**WHAT TO WORK ON**
Could you copy, exactly as written, every line from the first line of the records through the one containing "aggregator's precondition checks."?
BEGIN RECORD EXTRACTS
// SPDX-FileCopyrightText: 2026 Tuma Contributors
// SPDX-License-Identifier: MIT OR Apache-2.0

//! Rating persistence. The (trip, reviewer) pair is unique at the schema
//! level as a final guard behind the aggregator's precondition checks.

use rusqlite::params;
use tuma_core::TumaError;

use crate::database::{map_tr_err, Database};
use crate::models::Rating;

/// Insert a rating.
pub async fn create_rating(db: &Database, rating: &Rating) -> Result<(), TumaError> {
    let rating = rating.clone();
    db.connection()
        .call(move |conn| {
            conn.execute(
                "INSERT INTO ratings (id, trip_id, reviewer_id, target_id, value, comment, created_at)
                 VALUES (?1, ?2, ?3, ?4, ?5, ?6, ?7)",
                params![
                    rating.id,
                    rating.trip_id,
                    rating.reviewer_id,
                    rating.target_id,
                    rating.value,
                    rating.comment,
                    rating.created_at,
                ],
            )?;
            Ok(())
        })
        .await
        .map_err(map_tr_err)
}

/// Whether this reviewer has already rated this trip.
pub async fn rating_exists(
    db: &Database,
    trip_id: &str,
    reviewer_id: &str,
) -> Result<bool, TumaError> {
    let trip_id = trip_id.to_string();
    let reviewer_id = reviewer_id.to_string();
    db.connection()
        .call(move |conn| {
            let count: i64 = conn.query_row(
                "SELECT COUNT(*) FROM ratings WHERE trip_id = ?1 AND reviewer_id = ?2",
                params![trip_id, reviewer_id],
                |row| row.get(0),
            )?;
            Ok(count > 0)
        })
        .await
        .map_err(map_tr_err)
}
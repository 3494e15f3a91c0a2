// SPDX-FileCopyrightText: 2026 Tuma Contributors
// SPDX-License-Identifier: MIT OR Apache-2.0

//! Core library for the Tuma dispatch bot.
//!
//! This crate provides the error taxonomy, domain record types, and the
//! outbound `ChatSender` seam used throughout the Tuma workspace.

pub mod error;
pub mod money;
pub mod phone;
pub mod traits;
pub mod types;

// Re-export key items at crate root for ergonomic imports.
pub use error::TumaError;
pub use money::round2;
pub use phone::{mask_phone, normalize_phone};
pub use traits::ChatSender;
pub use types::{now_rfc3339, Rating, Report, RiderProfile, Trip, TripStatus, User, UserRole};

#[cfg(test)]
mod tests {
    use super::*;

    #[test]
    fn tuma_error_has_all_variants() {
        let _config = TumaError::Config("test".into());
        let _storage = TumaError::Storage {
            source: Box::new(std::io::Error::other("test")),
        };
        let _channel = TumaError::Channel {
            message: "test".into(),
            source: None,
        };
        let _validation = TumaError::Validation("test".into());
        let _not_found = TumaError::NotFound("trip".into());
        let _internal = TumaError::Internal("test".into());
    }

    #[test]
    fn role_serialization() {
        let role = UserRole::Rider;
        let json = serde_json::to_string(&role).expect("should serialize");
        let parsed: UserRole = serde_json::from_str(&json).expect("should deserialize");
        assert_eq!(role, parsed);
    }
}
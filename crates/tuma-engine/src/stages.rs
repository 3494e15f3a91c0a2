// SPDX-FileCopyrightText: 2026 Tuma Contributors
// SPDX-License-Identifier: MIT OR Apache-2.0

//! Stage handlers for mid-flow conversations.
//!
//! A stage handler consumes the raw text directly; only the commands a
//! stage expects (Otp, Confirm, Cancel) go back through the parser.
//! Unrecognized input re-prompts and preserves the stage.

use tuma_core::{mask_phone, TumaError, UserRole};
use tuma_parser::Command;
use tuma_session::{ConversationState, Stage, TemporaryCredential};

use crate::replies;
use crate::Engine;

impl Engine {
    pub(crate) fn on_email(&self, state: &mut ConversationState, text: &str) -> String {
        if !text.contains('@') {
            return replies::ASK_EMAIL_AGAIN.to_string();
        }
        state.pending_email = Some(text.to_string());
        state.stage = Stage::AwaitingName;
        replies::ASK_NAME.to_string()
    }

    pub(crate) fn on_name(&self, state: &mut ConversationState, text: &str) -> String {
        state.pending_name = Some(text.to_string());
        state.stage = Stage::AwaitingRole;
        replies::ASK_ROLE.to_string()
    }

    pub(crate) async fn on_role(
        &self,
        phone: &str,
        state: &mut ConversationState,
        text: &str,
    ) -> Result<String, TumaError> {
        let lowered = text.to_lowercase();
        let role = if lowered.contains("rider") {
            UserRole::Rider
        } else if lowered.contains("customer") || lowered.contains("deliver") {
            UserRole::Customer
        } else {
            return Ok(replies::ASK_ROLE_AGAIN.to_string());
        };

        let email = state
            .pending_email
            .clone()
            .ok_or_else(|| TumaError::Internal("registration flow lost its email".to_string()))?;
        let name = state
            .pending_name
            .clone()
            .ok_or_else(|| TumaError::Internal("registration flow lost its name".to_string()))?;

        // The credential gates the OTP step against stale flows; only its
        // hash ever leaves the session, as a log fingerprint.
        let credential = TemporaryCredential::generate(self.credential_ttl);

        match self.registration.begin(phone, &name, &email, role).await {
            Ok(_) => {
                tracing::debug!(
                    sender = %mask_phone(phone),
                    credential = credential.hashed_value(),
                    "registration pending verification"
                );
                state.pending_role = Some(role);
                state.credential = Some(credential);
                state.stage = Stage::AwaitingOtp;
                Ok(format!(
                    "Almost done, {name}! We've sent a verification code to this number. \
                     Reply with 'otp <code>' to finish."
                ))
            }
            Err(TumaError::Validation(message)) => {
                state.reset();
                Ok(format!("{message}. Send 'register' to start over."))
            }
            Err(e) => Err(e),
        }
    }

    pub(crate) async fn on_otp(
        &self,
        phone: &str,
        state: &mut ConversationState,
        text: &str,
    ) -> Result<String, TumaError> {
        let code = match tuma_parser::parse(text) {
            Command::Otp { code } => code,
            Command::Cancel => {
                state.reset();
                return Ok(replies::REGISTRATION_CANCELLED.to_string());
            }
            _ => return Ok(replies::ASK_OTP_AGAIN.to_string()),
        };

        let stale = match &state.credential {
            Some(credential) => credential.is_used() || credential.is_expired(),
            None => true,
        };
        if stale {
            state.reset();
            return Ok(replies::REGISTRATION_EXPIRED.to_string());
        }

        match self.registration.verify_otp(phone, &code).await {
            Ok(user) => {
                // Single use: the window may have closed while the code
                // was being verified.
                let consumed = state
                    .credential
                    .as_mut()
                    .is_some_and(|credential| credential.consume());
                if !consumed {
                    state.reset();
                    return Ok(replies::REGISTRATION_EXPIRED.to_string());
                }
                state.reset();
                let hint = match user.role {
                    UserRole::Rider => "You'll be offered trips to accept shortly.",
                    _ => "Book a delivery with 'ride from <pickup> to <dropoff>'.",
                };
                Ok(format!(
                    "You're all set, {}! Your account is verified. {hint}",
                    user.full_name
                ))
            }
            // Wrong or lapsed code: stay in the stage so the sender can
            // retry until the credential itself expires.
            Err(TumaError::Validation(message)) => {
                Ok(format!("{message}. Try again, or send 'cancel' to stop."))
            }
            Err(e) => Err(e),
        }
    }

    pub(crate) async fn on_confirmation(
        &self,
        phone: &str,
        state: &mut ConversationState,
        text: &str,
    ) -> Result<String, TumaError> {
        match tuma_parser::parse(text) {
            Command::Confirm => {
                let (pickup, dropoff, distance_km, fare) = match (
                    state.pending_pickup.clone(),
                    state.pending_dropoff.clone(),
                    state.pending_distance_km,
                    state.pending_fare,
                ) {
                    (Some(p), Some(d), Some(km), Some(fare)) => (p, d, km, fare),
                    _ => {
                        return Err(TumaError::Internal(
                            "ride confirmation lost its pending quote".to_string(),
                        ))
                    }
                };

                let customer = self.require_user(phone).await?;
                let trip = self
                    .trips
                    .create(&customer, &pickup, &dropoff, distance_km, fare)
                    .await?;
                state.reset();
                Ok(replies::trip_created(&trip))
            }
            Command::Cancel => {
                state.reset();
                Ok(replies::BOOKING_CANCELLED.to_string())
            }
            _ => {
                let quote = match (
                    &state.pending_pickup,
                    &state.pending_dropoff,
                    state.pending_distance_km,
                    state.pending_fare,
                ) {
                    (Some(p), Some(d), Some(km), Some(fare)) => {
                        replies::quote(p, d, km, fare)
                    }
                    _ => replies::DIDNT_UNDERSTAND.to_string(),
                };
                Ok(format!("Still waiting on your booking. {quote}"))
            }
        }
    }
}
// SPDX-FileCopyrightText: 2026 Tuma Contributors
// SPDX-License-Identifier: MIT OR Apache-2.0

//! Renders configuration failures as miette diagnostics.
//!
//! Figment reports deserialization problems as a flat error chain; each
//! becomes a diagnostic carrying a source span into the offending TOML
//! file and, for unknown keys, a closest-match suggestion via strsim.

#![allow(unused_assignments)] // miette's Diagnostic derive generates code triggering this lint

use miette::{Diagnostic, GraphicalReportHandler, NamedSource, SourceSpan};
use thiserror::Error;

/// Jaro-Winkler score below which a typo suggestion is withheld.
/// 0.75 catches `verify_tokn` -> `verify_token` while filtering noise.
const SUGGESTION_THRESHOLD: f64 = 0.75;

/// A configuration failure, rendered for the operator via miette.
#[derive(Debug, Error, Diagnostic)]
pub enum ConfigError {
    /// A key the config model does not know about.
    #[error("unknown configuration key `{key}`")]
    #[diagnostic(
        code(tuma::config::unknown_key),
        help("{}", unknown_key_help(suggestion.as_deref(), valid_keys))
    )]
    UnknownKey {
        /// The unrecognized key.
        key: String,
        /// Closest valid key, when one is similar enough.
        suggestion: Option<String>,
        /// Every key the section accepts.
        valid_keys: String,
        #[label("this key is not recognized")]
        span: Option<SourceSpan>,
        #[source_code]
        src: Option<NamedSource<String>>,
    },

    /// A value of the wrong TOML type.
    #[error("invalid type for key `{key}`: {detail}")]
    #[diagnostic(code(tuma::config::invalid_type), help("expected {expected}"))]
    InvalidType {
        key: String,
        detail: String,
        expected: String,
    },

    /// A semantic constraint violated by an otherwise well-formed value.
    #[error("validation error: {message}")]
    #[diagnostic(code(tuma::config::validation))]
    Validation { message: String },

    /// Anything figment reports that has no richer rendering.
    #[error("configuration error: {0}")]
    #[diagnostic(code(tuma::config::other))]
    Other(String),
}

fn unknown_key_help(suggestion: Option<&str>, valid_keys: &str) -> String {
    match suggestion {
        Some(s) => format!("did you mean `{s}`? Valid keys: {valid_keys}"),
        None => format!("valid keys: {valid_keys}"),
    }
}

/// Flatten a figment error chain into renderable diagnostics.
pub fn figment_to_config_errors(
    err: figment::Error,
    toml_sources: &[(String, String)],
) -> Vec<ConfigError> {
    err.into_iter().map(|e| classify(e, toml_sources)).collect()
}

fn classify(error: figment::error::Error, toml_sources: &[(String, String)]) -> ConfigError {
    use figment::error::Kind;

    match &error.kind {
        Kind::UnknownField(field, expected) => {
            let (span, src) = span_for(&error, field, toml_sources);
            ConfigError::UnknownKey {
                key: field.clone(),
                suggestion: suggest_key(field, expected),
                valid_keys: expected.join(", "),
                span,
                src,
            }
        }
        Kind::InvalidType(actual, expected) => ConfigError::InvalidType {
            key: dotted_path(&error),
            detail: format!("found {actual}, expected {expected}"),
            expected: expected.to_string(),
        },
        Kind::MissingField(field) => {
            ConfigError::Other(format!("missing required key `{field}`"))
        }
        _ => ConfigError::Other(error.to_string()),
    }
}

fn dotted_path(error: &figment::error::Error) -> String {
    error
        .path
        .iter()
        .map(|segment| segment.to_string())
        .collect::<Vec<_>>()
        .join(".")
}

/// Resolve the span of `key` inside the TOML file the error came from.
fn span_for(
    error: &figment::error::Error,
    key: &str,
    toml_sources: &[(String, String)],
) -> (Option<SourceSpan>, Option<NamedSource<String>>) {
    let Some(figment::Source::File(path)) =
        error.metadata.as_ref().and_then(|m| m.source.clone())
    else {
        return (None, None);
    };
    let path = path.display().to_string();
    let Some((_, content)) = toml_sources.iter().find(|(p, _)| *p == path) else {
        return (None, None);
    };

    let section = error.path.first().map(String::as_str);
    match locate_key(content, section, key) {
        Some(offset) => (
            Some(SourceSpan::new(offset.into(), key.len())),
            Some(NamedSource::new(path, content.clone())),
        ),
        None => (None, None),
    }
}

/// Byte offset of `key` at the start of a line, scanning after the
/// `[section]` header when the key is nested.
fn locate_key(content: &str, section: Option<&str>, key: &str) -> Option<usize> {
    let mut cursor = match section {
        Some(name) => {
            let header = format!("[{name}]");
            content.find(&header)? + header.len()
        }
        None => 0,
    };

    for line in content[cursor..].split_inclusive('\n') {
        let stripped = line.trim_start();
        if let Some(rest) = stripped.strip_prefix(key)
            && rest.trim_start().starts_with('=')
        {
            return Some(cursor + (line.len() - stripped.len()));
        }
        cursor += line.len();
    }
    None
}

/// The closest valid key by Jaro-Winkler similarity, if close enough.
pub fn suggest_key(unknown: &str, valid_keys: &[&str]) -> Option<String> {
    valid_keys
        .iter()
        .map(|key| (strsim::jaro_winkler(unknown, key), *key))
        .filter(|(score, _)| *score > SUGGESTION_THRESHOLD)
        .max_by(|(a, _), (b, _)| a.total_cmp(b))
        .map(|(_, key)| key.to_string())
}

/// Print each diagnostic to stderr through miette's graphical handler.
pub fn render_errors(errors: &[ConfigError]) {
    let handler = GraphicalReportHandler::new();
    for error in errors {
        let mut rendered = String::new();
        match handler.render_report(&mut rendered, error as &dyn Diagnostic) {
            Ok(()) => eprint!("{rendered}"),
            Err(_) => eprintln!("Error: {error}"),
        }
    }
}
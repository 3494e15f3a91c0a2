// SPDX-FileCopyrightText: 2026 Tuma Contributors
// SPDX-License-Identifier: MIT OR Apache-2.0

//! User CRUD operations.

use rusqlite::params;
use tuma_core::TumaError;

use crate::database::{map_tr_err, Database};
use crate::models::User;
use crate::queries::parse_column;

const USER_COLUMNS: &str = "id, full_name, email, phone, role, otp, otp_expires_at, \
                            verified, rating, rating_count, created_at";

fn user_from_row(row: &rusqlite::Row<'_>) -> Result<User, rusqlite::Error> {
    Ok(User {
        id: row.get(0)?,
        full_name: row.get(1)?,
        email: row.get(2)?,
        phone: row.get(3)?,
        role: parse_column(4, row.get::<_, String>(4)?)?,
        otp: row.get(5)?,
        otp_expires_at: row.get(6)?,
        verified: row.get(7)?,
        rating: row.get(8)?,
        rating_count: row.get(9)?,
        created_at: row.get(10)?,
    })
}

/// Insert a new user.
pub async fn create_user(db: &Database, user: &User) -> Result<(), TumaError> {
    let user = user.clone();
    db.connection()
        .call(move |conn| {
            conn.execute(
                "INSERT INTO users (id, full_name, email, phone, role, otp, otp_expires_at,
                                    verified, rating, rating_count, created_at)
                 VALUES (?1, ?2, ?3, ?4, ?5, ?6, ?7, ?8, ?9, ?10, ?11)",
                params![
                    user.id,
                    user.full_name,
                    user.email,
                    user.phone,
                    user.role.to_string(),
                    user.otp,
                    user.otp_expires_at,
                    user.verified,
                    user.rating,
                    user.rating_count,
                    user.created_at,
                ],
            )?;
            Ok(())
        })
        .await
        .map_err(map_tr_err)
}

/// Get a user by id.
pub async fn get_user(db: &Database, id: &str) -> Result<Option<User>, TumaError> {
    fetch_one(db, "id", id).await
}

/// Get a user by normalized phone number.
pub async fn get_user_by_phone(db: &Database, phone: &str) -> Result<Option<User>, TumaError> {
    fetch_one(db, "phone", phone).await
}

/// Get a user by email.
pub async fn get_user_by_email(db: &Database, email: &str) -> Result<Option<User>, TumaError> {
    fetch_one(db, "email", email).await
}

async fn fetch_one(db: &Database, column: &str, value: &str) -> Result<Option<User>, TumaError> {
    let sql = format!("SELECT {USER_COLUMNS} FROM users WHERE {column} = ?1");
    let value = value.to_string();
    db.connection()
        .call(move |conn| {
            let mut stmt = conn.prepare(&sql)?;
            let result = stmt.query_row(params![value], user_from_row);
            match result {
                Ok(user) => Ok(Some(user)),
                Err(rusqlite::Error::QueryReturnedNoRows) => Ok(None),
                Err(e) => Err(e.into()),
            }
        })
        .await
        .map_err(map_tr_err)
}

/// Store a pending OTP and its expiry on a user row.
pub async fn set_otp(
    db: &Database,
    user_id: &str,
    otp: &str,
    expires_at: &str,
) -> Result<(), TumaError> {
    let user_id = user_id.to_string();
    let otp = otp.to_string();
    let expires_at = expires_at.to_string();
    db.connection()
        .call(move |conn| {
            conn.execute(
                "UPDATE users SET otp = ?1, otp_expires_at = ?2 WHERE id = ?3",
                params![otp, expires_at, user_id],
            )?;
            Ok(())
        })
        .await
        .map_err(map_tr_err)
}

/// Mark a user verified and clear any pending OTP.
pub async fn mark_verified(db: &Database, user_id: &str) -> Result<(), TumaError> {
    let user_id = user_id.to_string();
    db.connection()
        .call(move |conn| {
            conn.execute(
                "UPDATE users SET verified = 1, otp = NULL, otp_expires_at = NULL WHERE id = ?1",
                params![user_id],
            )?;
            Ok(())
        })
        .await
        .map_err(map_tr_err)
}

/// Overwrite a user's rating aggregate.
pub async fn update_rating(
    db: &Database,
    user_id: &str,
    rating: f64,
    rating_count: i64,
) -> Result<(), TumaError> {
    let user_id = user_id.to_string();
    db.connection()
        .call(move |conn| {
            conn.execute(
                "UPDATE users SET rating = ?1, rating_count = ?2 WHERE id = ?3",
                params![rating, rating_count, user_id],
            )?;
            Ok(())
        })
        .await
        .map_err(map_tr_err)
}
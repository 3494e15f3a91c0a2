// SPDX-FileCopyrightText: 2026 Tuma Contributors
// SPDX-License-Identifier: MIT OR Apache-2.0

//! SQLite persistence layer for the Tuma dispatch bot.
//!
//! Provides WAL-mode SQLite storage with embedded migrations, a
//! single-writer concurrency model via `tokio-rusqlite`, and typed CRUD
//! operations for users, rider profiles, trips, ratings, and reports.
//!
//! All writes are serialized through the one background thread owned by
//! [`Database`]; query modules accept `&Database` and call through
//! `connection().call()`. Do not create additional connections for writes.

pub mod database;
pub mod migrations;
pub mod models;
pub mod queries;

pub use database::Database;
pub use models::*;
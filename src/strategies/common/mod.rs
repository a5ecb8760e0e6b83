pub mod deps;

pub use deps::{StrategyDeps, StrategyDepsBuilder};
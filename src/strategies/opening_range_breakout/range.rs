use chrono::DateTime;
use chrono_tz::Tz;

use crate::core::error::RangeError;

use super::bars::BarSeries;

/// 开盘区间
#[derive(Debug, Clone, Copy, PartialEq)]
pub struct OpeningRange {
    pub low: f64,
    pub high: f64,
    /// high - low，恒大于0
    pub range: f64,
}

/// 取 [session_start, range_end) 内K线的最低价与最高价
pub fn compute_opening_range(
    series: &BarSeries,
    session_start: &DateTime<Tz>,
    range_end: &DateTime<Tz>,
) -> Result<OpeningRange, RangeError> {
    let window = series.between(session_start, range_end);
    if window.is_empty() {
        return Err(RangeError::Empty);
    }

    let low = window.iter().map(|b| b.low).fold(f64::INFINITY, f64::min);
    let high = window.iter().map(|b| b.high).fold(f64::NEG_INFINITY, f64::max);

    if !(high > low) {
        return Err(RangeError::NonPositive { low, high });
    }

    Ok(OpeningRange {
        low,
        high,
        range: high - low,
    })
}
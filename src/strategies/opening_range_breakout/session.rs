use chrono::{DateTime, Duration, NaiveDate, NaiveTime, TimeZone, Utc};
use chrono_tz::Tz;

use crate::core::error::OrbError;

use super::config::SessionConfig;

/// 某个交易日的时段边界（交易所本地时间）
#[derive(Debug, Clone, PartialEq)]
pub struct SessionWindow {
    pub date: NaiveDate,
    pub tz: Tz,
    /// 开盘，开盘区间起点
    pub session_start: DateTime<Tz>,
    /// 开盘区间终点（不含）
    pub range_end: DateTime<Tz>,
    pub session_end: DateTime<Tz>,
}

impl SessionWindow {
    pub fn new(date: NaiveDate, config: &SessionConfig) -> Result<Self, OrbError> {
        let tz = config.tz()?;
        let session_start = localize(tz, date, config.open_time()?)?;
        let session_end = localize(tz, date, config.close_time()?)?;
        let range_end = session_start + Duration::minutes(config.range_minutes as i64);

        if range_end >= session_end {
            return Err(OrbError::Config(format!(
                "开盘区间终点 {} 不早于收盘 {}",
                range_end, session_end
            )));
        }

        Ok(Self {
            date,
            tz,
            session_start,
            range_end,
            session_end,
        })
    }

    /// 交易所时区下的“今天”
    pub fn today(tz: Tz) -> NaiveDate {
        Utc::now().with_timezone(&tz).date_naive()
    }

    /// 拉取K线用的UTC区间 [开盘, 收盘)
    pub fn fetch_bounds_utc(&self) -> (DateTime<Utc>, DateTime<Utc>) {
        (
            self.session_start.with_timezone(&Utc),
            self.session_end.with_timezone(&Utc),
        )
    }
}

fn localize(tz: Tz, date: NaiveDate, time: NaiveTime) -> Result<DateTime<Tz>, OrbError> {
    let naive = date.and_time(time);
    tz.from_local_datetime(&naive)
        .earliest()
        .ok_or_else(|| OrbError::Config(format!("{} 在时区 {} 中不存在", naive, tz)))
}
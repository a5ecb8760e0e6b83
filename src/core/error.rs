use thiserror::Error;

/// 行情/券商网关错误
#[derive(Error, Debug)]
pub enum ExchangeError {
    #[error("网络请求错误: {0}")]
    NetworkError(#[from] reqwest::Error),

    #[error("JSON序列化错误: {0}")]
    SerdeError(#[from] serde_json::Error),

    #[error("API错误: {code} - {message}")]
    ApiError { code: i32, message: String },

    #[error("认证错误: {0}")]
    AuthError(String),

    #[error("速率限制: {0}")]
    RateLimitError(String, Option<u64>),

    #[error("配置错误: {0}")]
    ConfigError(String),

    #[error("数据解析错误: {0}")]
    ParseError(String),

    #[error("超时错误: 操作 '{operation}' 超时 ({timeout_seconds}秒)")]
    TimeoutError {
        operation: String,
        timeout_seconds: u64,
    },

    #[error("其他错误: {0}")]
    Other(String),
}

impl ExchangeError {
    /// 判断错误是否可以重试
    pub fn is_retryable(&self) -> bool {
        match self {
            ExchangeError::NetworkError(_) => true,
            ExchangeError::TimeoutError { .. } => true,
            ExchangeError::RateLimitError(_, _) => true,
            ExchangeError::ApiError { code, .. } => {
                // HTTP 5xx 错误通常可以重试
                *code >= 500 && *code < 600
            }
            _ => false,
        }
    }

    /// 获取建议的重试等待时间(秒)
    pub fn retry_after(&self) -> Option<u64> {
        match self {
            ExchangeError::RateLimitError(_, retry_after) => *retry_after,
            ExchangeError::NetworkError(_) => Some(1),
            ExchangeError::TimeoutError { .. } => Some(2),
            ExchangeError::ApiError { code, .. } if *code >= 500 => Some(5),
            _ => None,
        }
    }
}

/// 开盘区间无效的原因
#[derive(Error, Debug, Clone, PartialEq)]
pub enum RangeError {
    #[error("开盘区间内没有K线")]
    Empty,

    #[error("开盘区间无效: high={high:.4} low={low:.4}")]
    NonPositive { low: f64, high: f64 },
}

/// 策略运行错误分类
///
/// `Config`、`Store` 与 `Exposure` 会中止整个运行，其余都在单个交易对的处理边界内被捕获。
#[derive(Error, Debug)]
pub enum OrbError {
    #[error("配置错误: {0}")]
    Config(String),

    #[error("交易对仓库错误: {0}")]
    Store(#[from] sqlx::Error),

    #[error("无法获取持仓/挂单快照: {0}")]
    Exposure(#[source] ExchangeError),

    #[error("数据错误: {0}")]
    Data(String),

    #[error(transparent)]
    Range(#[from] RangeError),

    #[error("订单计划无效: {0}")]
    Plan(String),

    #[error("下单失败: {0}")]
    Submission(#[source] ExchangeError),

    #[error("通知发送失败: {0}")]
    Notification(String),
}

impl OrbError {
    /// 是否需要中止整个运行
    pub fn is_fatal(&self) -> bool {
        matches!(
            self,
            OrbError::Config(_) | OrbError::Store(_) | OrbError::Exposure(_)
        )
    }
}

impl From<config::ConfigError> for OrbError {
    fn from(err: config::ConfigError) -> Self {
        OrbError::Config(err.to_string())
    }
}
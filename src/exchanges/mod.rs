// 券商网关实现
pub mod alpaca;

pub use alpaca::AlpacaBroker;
END RECORD EXTRACTS
**RESPONSE TO THE TASK**
// SPDX-FileCopyrightText: 2026 Tuma Contributors
// SPDX-License-Identifier: MIT OR Apache-2.0

//! Rating persistence. The (trip, reviewer) pair is unique at the schema
//! level as a final guard behind the aggregator's precondition checks.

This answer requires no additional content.